EXERCISE DESCRIPTION.
Exactly the lines from the opening of the records through the line containing "filename crates/sagebrush-engine/src/leads/mod.rs" should be copied, with both included.

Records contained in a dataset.
════════

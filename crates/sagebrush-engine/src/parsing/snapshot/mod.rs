//! # Snapshot Testing Support
//!
//! Utilities for testing the parser via snapshot assertions and invariant checks.
//!
//! ## Modules
//!
//! - **`normalize`**: Converts parsed structures to a compact, serializable
//!   `Snap` format for `insta` snapshot testing
//! - **`invariants`**: Runtime checks for parser correctness (no vacuous
//!   blocks, trimmed text, section titles backed by the table of contents)

pub mod invariants;
pub mod normalize;

pub use invariants::check as invariants;
pub use normalize::{Snap, normalize, preview};
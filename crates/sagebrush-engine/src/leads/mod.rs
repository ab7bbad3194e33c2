//! # Lead Capture
//!
//! Write path behind the newsletter and consultation forms.
//!
//! - **`validation`**: field presence and format checks on incoming JSON
//! - **`records`**: stored record types
//! - **`store`**: the `LeadStore` trait and an in-memory implementation
//! - **`sqlite`**: SQLite-backed `LeadStore`
//! - **`handlers`**: request handlers mapping outcomes to HTTP status + JSON body

pub mod handlers;
pub mod records;
pub mod sqlite;
pub mod store;
pub mod validation;

pub use handlers::{ApiResponse, ResponseBody, StatusCode, request_consultation, subscribe};
pub use records::{ClientType, ConsultationRequest, NewConsultation, NewSubscriber, Subscriber};
pub use sqlite::SqliteLeadStore;
pub use store::{LeadStore, MemoryLeadStore, StoreError};
pub use validation::ValidationError;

════════

OUTPUT BELOW.
filename crates/sagebrush-engine/src/parsing/snapshot/mod.rs
//! # Snapshot Testing Support
//!
//! Utilities for testing the parser via snapshot assertions and invariant checks.
//!
//! ## Modules
//!
//! - **`normalize`**: Converts parsed structures to a compact, serializable
//!   `Snap` format for `insta` snapshot testing
//! - **`invariants`**: Runtime checks for parser correctness (no vacuous
//!   blocks, trimmed text, section titles backed by the table of contents)

pub mod invariants;
pub mod normalize;

pub use invariants::check as invariants;
pub use normalize::{Snap, normalize, preview};
filename crates/sagebrush-engine/src/leads/mod.rs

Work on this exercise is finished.